Onde o banheiro? Onde o banheiro? Perguntavam-se para não desmanchar o prazer de ouvir a música estrangeira. Remexeram as cadeiras, as pernas tremeram, beberam e beberam, que dançar não podiam ou talvez não sabiam.
Lá pelas tantas, o mais jovem de todos afastou a cadeira e aos fundos do bar dirigiu-se. Duas portas, porém, estamparam-lhe nos olhos a dúvida: ladies, gentlemen. Será esta ou aquela a que devo empurrar? Antes de a dúvida tirar, sentiu escorrer entre a perna e a calça um líquido ardente e debaixo da ladies quedou-se um minuto. Assustou-se ao ouvir o próprio nome gritado por um seu companheiro.
Entrementes nas mesas as moças cochichavam, sorriam, cantavam e contavam histórias sem fim. Duas delas, porém, deixaram as outras e os outros e saíram, mãos dadas, em busca do bidé confidente. E ao verem os dois bigodinhos abraçados ante a porta do quartinho das ladies, entraram depressa no logo contíguo.
Nessa noite de festa, os jovens farristas de tudo falaram: de boys e de girls, cervejas e whiskys, rock’n roll.
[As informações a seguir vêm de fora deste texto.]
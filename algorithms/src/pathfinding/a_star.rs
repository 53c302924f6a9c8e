//! A* shortest path on a 4-connected grid.
//!
//! Variables:
//!   g(c) = steps from start to c along the best known route (unit cost)
//!   h(c) = |c.x - goal.x| + |c.y - goal.y|      (Manhattan, admissible)
//!   f(c) = g(c) + h(c)
//!
//! Equations:
//!   expand  argmin_f(frontier), ties -> earliest discovered
//!   c is a candidate  <=>  c in cells  &&  !c.is_wall  &&  c not expanded
//!   BestKnown:  push c only if g_new < best_g[c]
//!   Lazy:       push every candidate
//!   goal popped  => path = start .. goal,  |path| = g(goal) + 1

use std::cmp::Ordering;
use std::collections::{BinaryHeap, HashMap, HashSet};

use tracing::{debug, trace};

use super::grid::{Cell, Coord};
use crate::config::{FrontierPolicy, PathOptions};
use crate::error::{AlgorithmError, Result};

#[derive(Copy, Clone, Eq, PartialEq)]
struct Node {
    f: u64,
    g: u64,
    seq: u64,
    pos: Coord,
    parent: Option<Coord>,
}

impl Ord for Node {
    fn cmp(&self, other: &Self) -> Ordering {
        other
            .f
            .cmp(&self.f)
            .then_with(|| other.seq.cmp(&self.seq))
    }
}

impl PartialOrd for Node {
    fn partial_cmp(&self, other: &Self) -> Option<Ordering> {
        Some(self.cmp(other))
    }
}

pub fn manhattan(a: Coord, b: Coord) -> u64 {
    u64::from(a.0.abs_diff(b.0)) + u64::from(a.1.abs_diff(b.1))
}

/// Shortest route from `start` to `goal` through the non-wall `cells`.
///
/// Returns `Ok(None)` when the goal cannot be reached.
pub fn find_path(start: &Cell, goal: &Cell, cells: &[Cell]) -> Result<Option<Vec<Coord>>> {
    find_path_with(start, goal, cells, &PathOptions::default())
}

pub fn find_path_with(
    start: &Cell,
    goal: &Cell,
    cells: &[Cell],
    options: &PathOptions,
) -> Result<Option<Vec<Coord>>> {
    let mut board: HashMap<Coord, &Cell> = HashMap::with_capacity(cells.len());
    for cell in cells {
        board.entry(cell.coord()).or_insert(cell);
    }

    let (start, goal) = (start.coord(), goal.coord());
    let start_cell = board
        .get(&start)
        .ok_or_else(|| AlgorithmError::invalid(format!("start {start:?} is not in the grid")))?;
    if !board.contains_key(&goal) {
        return Err(AlgorithmError::invalid(format!("goal {goal:?} is not in the grid")));
    }
    if start_cell.is_wall {
        return Err(AlgorithmError::invalid(format!("start {start:?} is a wall")));
    }
    debug!(?start, ?goal, cells = cells.len(), frontier = ?options.frontier(), "a* search");

    let mut frontier = BinaryHeap::new();
    let mut best_g: HashMap<Coord, u64> = HashMap::new();
    let mut came_from: HashMap<Coord, Coord> = HashMap::new();
    let mut visited: HashSet<Coord> = HashSet::new();
    let mut seq = 0u64;

    best_g.insert(start, 0);
    frontier.push(Node {
        f: manhattan(start, goal),
        g: 0,
        seq,
        pos: start,
        parent: None,
    });

    while let Some(node) = frontier.pop() {
        if !visited.insert(node.pos) {
            continue;
        }
        if let Some(parent) = node.parent {
            came_from.insert(node.pos, parent);
        }
        if node.pos == goal {
            let path = reconstruct(&came_from, goal);
            debug!(expanded = visited.len(), length = path.len(), "a* reached goal");
            return Ok(Some(path));
        }
        let Some(cell) = board.get(&node.pos) else {
            continue;
        };
        trace!(pos = ?node.pos, g = node.g, f = node.f, "expand");

        for next in cell.neighbour_coords() {
            let open = board.get(&next).is_some_and(|c| !c.is_wall);
            if !open || visited.contains(&next) {
                continue;
            }
            let g = node.g + 1;
            if options.frontier() == FrontierPolicy::BestKnown {
                if best_g.get(&next).is_some_and(|&known| known <= g) {
                    continue;
                }
                best_g.insert(next, g);
            }
            seq += 1;
            frontier.push(Node {
                f: g + manhattan(next, goal),
                g,
                seq,
                pos: next,
                parent: Some(node.pos),
            });
        }
    }

    debug!(expanded = visited.len(), "a* frontier exhausted");
    Ok(None)
}

fn reconstruct(came_from: &HashMap<Coord, Coord>, goal: Coord) -> Vec<Coord> {
    let mut path = vec![goal];
    let mut cur = goal;
    while let Some(&prev) = came_from.get(&cur) {
        path.push(prev);
        cur = prev;
    }
    path.reverse();
    path
}

#[cfg(test)]
mod tests {
    use super::*;
    use crate::pathfinding::grid::{find_goal, find_start, open_grid, parse_grid};

    fn solve(text: &str, options: &PathOptions) -> Option<Vec<Coord>> {
        let cells = parse_grid(text).unwrap();
        let start = *find_start(&cells).unwrap();
        let goal = *find_goal(&cells).unwrap();
        find_path_with(&start, &goal, &cells, options).unwrap()
    }

    #[test]
    fn routes_around_wall_column() {
        let path = solve("S#.\n.#.\n..G", &PathOptions::default());
        assert_eq!(path, Some(vec![(0, 0), (0, 1), (0, 2), (1, 2), (2, 2)]));
    }

    #[test]
    fn open_grid_paths_are_manhattan_optimal() {
        let cells = open_grid(6, 6);
        let start = Cell::open(1, 4);
        let goal = Cell::open(5, 0);
        for options in [PathOptions::default(), PathOptions::lazy()] {
            let path = find_path_with(&start, &goal, &cells, &options).unwrap().unwrap();
            assert_eq!(path.len() as u64, manhattan(start.coord(), goal.coord()) + 1);
            assert_eq!(path.first(), Some(&(1, 4)));
            assert_eq!(path.last(), Some(&(5, 0)));
            assert!(path.windows(2).all(|w| manhattan(w[0], w[1]) == 1));
        }
    }

    #[test]
    fn solid_barrier_means_no_path() {
        let text = "
            S.#..
            ..#..
            ..#.G
        ";
        assert_eq!(solve(text, &PathOptions::default()), None);
        assert_eq!(solve(text, &PathOptions::lazy()), None);
    }

    #[test]
    fn start_equal_to_goal_is_single_cell() {
        let cells = open_grid(2, 2);
        let here = Cell::open(1, 1);
        assert_eq!(find_path(&here, &here, &cells), Ok(Some(vec![(1, 1)])));
    }

    #[test]
    fn missing_endpoints_and_walled_start_are_invalid() {
        let mut cells = open_grid(3, 3);
        let outside = Cell::open(9, 9);
        let inside = Cell::open(0, 0);
        assert!(matches!(
            find_path(&outside, &inside, &cells),
            Err(AlgorithmError::InvalidInput(_))
        ));
        assert!(matches!(
            find_path(&inside, &outside, &cells),
            Err(AlgorithmError::InvalidInput(_))
        ));
        cells[0] = Cell::wall(0, 0);
        assert!(matches!(
            find_path(&inside, &Cell::open(2, 2), &cells),
            Err(AlgorithmError::InvalidInput(_))
        ));
    }

    #[test]
    fn walled_goal_is_unreachable_not_invalid() {
        let mut cells = open_grid(3, 1);
        cells[2] = Cell::wall(2, 0);
        assert_eq!(find_path(&Cell::open(0, 0), &Cell::wall(2, 0), &cells), Ok(None));
    }

    #[test]
    fn detours_match_between_frontier_policies() {
        let text = "
            S....#....
            .###.#.##.
            .#...#..#.
            .#.####...
            .#......#G
        ";
        let best = solve(text, &PathOptions::default()).unwrap();
        let lazy = solve(text, &PathOptions::lazy()).unwrap();
        assert_eq!(best.len(), lazy.len());
        assert!(best.windows(2).all(|w| manhattan(w[0], w[1]) == 1));
    }

    #[test]
    fn goal_argument_wins_over_goal_flag() {
        // (1,0) carries the goal flag, but the search runs to the explicit goal
        let cells = vec![Cell::start(0, 0), Cell::goal(1, 0), Cell::open(2, 0)];
        let path = find_path(&cells[0], &Cell::open(2, 0), &cells).unwrap();
        assert_eq!(path, Some(vec![(0, 0), (1, 0), (2, 0)]));

        let flagged = find_path(&cells[0], &cells[1], &cells).unwrap();
        assert_eq!(flagged, Some(vec![(0, 0), (1, 0)]));
    }

    #[test]
    fn caller_cells_are_not_modified() {
        let cells = parse_grid("S..\n.#.\n..G").unwrap();
        let before = cells.clone();
        let _ = find_path(&cells[0], &cells[8], &cells).unwrap();
        assert_eq!(cells, before);
    }
}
Vocês já sabiam que ladies e gentlemen? que nossa cidade é muito avançada, a capital do sertão? Pois aqui tem boate, cerveja, roque, meu bem, graças ao nosso bom Tony River.
Abraçados, felizes, os aprendizes de pândego divisaram no lusco-fusco uma figura de negro que se aproximava, a sorrir e beijar a doce Pepita. E ouviram cânticos, sermões e sinos. Pasmados, se ajoelharam aos pés do fantasma, beijaram-lhe as botas e choraram e caíram aos pés de Antonio Siqueira, que, aos pulos, subiu as escadas de madeira, de volta às antigas torres da velha igreja.